La más reciente encuesta de opinión pública del Iudop nos muestra de un modo dramático el desprestigio creciente de los partidos políticos. Más del 60% de la población entrevistada piensa que ni el FMLN ni Arena deberían gobernarnos. Y más de un 50% desea que tanto en la izquierda como en la derecha haya otros partidos, en vez de los actualmente existentes. Pero en la actualidad no aparece, al menos con fuerza de alternativa, ningún grupo que pueda sacarnos del dualismo polarizado que domina la vida política del país. La gente piensa que hay corrupción en la Asamblea Legislativa y que sus intereses no están representados en ella. La crisis de representación es grave, y más grave todavía porque decimos y aseguramos que vivimos en una democracia representativa. La falta de aprecio a las instituciones fundamentales del Estado refleja no solo el cansancio de la población con el liderazgo nacional, sino la escasa utilidad y el desprestigio que se les atribuye a los partidos políticos. Ante ello, cabe preguntarse si podemos tener democracia sin partidos políticos.
La respuesta es clara: no hay democracia sin partidos políticos. Pero la impresión ciudadana es que tenemos una democracia muy débil, enferma. Y que los responsables de ello son los partidos políticos.

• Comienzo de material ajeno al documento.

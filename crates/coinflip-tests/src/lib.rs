//! NIST SP 800-22 inspired randomness battery for coin-flip sequences.
//!
//! Every test takes a slice of bit values (one `u8` per flip, `0` = tails,
//! anything else = heads) and returns a [`TestResult`] with a p-value, a
//! pass/fail determination, and a letter grade (A through F).

use statrs::distribution::{Binomial, ChiSquared, ContinuousCDF, DiscreteCDF, Normal};
use statrs::function::erf::erfc;

// ═══════════════════════════════════════════════════════════════════════════════
// Core types
// ═══════════════════════════════════════════════════════════════════════════════

/// Result of a single randomness test.
#[derive(Debug, Clone)]
pub struct TestResult {
    pub name: String,
    pub passed: bool,
    pub p_value: Option<f64>,
    pub statistic: f64,
    pub details: String,
    pub grade: char,
}

impl TestResult {
    /// Assign a letter grade based on p-value.
    ///
    /// - A: p >= 0.1
    /// - B: p >= 0.01
    /// - C: p >= 0.001
    /// - D: p >= 0.0001
    /// - F: otherwise or None
    pub fn grade_from_p(p: Option<f64>) -> char {
        match p {
            Some(p) if p >= 0.1 => 'A',
            Some(p) if p >= 0.01 => 'B',
            Some(p) if p >= 0.001 => 'C',
            Some(p) if p >= 0.0001 => 'D',
            _ => 'F',
        }
    }

    /// Determine pass/fail from p-value against a threshold (default 0.01).
    pub fn pass_from_p(p: Option<f64>, threshold: f64) -> bool {
        match p {
            Some(p) => p >= threshold,
            None => false,
        }
    }

    fn from_p(name: &str, p: f64, statistic: f64, details: String) -> Self {
        Self {
            name: name.to_string(),
            passed: Self::pass_from_p(Some(p), 0.01),
            p_value: Some(p),
            statistic,
            details,
            grade: Self::grade_from_p(Some(p)),
        }
    }
}

// ═══════════════════════════════════════════════════════════════════════════════
// Helpers
// ═══════════════════════════════════════════════════════════════════════════════

fn ones(bits: &[u8]) -> usize {
    bits.iter().filter(|&&b| b != 0).count()
}

/// Return a failing `TestResult` when data is too short.
fn insufficient(name: &str, needed: usize, got: usize) -> TestResult {
    TestResult {
        name: name.to_string(),
        passed: false,
        p_value: None,
        statistic: 0.0,
        details: format!("Insufficient data: need {needed}, got {got}"),
        grade: 'F',
    }
}

// ═══════════════════════════════════════════════════════════════════════════════
// 1. FREQUENCY TESTS
// ═══════════════════════════════════════════════════════════════════════════════

/// Monobit frequency -- proportion of heads should be ~50%.
pub fn monobit_frequency(bits: &[u8]) -> TestResult {
    let name = "Monobit Frequency";
    let n = bits.len();
    if n < 100 {
        return insufficient(name, 100, n);
    }
    let s = 2 * ones(bits) as i64 - n as i64;
    let s_obs = (s as f64).abs() / (n as f64).sqrt();
    let p = erfc(s_obs / 2.0_f64.sqrt());
    TestResult::from_p(name, p, s_obs, format!("S={s}, n={n}"))
}

/// Exact binomial test of the head count against a fair coin.
pub fn binomial_proportion(bits: &[u8]) -> TestResult {
    let name = "Binomial Proportion";
    let n = bits.len();
    if n < 20 {
        return insufficient(name, 20, n);
    }
    let k = ones(bits) as u64;
    let dist = Binomial::new(0.5, n as u64).unwrap();
    let lower = dist.cdf(k);
    let upper = if k == 0 { 1.0 } else { dist.sf(k - 1) };
    let p = (2.0 * lower.min(upper)).min(1.0);
    let proportion = k as f64 / n as f64;
    TestResult::from_p(
        name,
        p,
        proportion,
        format!("heads={k}, n={n}, proportion={proportion:.4}"),
    )
}

/// Block frequency -- frequency within 128-bit blocks. Chi-squared test.
pub fn block_frequency(bits: &[u8]) -> TestResult {
    let name = "Block Frequency";
    let block_size: usize = 128;
    let n = bits.len();
    let num_blocks = n / block_size;
    if num_blocks < 10 {
        return insufficient(name, block_size * 10, n);
    }
    let chi2 = 4.0
        * block_size as f64
        * bits
            .chunks_exact(block_size)
            .map(|block| {
                let proportion = ones(block) as f64 / block_size as f64;
                (proportion - 0.5) * (proportion - 0.5)
            })
            .sum::<f64>();
    let dist = ChiSquared::new(num_blocks as f64).unwrap();
    let p = dist.sf(chi2);
    TestResult::from_p(
        name,
        p,
        chi2,
        format!("blocks={num_blocks}, M={block_size}"),
    )
}

// ═══════════════════════════════════════════════════════════════════════════════
// 2. RUNS TESTS
// ═══════════════════════════════════════════════════════════════════════════════

/// Runs test -- number of uninterrupted runs of heads or tails.
pub fn runs_test(bits: &[u8]) -> TestResult {
    let name = "Runs Test";
    let n = bits.len();
    if n < 100 {
        return insufficient(name, 100, n);
    }
    let prop = ones(bits) as f64 / n as f64;
    if (prop - 0.5).abs() >= 2.0 / (n as f64).sqrt() {
        return TestResult {
            name: name.to_string(),
            passed: false,
            p_value: Some(0.0),
            statistic: 0.0,
            details: format!("Pre-test failed: proportion={prop:.4}"),
            grade: 'F',
        };
    }
    let runs = 1 + bits
        .windows(2)
        .filter(|w| (w[0] != 0) != (w[1] != 0))
        .count();
    let expected = 2.0 * n as f64 * prop * (1.0 - prop) + 1.0;
    let std = 2.0 * (2.0 * n as f64).sqrt() * prop * (1.0 - prop);
    if std < 1e-10 {
        return TestResult {
            name: name.to_string(),
            passed: false,
            p_value: Some(0.0),
            statistic: 0.0,
            details: "Zero variance".to_string(),
            grade: 'F',
        };
    }
    let z = (runs as f64 - expected).abs() / std;
    let p = erfc(z / 2.0_f64.sqrt());
    TestResult::from_p(
        name,
        p,
        z,
        format!("runs={runs}, expected={expected:.0}"),
    )
}

/// Longest run of heads -- within 8-bit blocks, chi-squared against theoretical probs.
pub fn longest_run_of_ones(bits: &[u8]) -> TestResult {
    let name = "Longest Run of Ones";
    let n = bits.len();
    if n < 128 {
        return insufficient(name, 128, n);
    }
    let block_size = 8;
    let num_blocks = n / block_size;

    let mut observed = [0u64; 4]; // bins: 0, 1, 2, >=3
    for block in bits.chunks_exact(block_size) {
        let mut max_run = 0u32;
        let mut current_run = 0u32;
        for &bit in block {
            if bit != 0 {
                current_run += 1;
                max_run = max_run.max(current_run);
            } else {
                current_run = 0;
            }
        }
        observed[(max_run as usize).min(3)] += 1;
    }

    // Theoretical probabilities for M=8
    let probs = [0.2148, 0.3672, 0.2305, 0.1875];
    let chi2: f64 = observed
        .iter()
        .zip(probs)
        .map(|(&obs, prob)| {
            let expected = prob * num_blocks as f64;
            let diff = obs as f64 - expected;
            diff * diff / expected
        })
        .sum();
    let dist = ChiSquared::new(3.0).unwrap();
    let p = dist.sf(chi2);
    TestResult::from_p(
        name,
        p,
        chi2,
        format!("blocks={num_blocks}, M={block_size}"),
    )
}

// ═══════════════════════════════════════════════════════════════════════════════
// 3. RANDOM WALK TESTS
// ═══════════════════════════════════════════════════════════════════════════════

/// Cumulative sums -- maximum excursion of the ±1 random walk.
pub fn cusum_test(bits: &[u8]) -> TestResult {
    let name = "Cumulative Sums";
    let n = bits.len();
    if n < 100 {
        return insufficient(name, 100, n);
    }

    let mut s: i64 = 0;
    let mut z: u64 = 0;
    for &bit in bits {
        s += if bit != 0 { 1 } else { -1 };
        z = z.max(s.unsigned_abs());
    }
    let z = z as f64;
    if z < 1e-10 {
        return TestResult {
            name: name.to_string(),
            passed: true,
            p_value: Some(1.0),
            statistic: 0.0,
            details: format!("max|S|=0, n={n}"),
            grade: 'A',
        };
    }

    let nf = n as f64;
    let sqrt_n = nf.sqrt();
    let norm = Normal::standard();
    let sum_terms = |k_start: i64, k_end: i64, offset: f64| -> f64 {
        (k_start..=k_end)
            .map(|k| {
                let kf = k as f64;
                norm.cdf(((4.0 * kf + offset) * z) / sqrt_n)
                    - norm.cdf(((4.0 * kf + offset - 2.0) * z) / sqrt_n)
            })
            .sum()
    };
    let term1 = sum_terms(
        ((-nf / z + 1.0) / 4.0).floor() as i64,
        ((nf / z - 1.0) / 4.0).floor() as i64,
        1.0,
    );
    let term2 = sum_terms(
        ((-nf / z - 3.0) / 4.0).floor() as i64,
        ((nf / z - 1.0) / 4.0).floor() as i64,
        3.0,
    );
    let p = (1.0 - term1 + term2).clamp(0.0, 1.0);
    TestResult::from_p(name, p, z, format!("max|S|={z:.1}, n={n}"))
}

// ═══════════════════════════════════════════════════════════════════════════════
// Battery
// ═══════════════════════════════════════════════════════════════════════════════

/// Run every test in the battery over `bits`.
pub fn run_all_tests(bits: &[u8]) -> Vec<TestResult> {
    let tests: [fn(&[u8]) -> TestResult; 6] = [
        // Frequency (3)
        monobit_frequency,
        binomial_proportion,
        block_frequency,
        // Runs (2)
        runs_test,
        longest_run_of_ones,
        // Random walk (1)
        cusum_test,
    ];
    tests.iter().map(|test_fn| test_fn(bits)).collect()
}

/// Calculate overall quality score (0-100) from test results.
///
/// Each grade maps to a score: A=100, B=75, C=50, D=25, F=0.
/// Returns the average across all tests.
pub fn calculate_quality_score(results: &[TestResult]) -> f64 {
    if results.is_empty() {
        return 0.0;
    }
    let total: f64 = results
        .iter()
        .map(|r| match r.grade {
            'A' => 100.0,
            'B' => 75.0,
            'C' => 50.0,
            'D' => 25.0,
            _ => 0.0,
        })
        .sum();
    total / results.len() as f64
}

Más allá de lo acertado de la opinión pública, frecuentemente cambiante, lo cierto es que el desprestigio de nuestros partidos es grande. Y con eso tenemos que trabajar, exigiendo un cambio radical. Tal vez ha llegado el momento de tildar de farsantes e irresponsables a estas personas cuando viajan para nada, cuando mienten, cuando emiten cheques a su nombre y no se sabe a dónde va a parar el dinero, cuando cobran sobresueldos, cuando regalan pistolas a particulares creyendo que la violencia delincuencial se puede vencer con violencia privada. Asimismo, es necesario desenmascarar a algunos medios de comunicación, implicados en la dinámica polarizante, que tratan de presentarnos como respetables a quienes no son más que cómplices de un estilo mafioso de hacer política. También algunos empresarios están claramente implicados en la fábrica de la polarización.
Sin embargo, con todo y lo dicho, los partidos son imprescindibles para una vida democrática sana. Y por lo mismo, a la vez que se denuncia el abuso y la charlatanería de los políticos, hay que animar a nuevas generaciones a implicarse en la política. No todo está podrido. Hay muchos salvadoreños, de todas las edades, con un espíritu democrático claro y con un profundo deseo de cambio respecto a ese modo mafioso y encubridor de la corrupción que caracteriza a la política tradicional. Y los jóvenes ven cada día con mayor claridad que las cosas deben transformarse. Los propios partidos dominantes —esperemos que aún les quede algo de decencia— deberían pensar en renovarse apoyando a gente joven, mejor preparada, más abierta a lo que el país necesita, más dispuesta a trabajar con transparencia y solidaridad, con eficacia y racionalidad, con capacidad de dialogar y llegar a acuerdos beneficiosos para todos. No puede ser que la mayoría de las caras más conocidas de la política sean las mismas que dominaron el panorama durante los ochenta.
El Salvador, que sufrió una guerra civil por motivos económicos y políticos, y que continúa en una situación de violencia a causa del subdesarrollo crónico, no puede darse el lujo de arreglar sus problemas sin incluir en las soluciones a las nuevas generaciones. La corrupción de algunos políticos, la irresponsabilidad social de varios empresarios, la pasividad y el miedo inducidos tanto por la ineficacia política como por la violencia imperante exigen gente decidida y valiente al frente de la gestión del país. Los cómodos, los ávidos de dinero y prestigio mejor que se queden en sus esferas de comodidad y ambición. Es imprescindible dar paso a gente más joven, a nuevos liderazgos, a gente mejor formada, a personas generosas y dispuestas al debate y a la reflexión. Un país como el nuestro, en el que el 60% no alcanza el nivel de bachillerato, donde hay una aguda escasez de medicina en los hospitales, en el que el agua va rumbo a convertirse en un bien de lujo controlado por el mercado, donde la corrupción y la violencia son plagas tradicionales, urge la participación en todos los partidos de gente abierta al bien común y capaz de comprometerse con un desarrollo equitativo.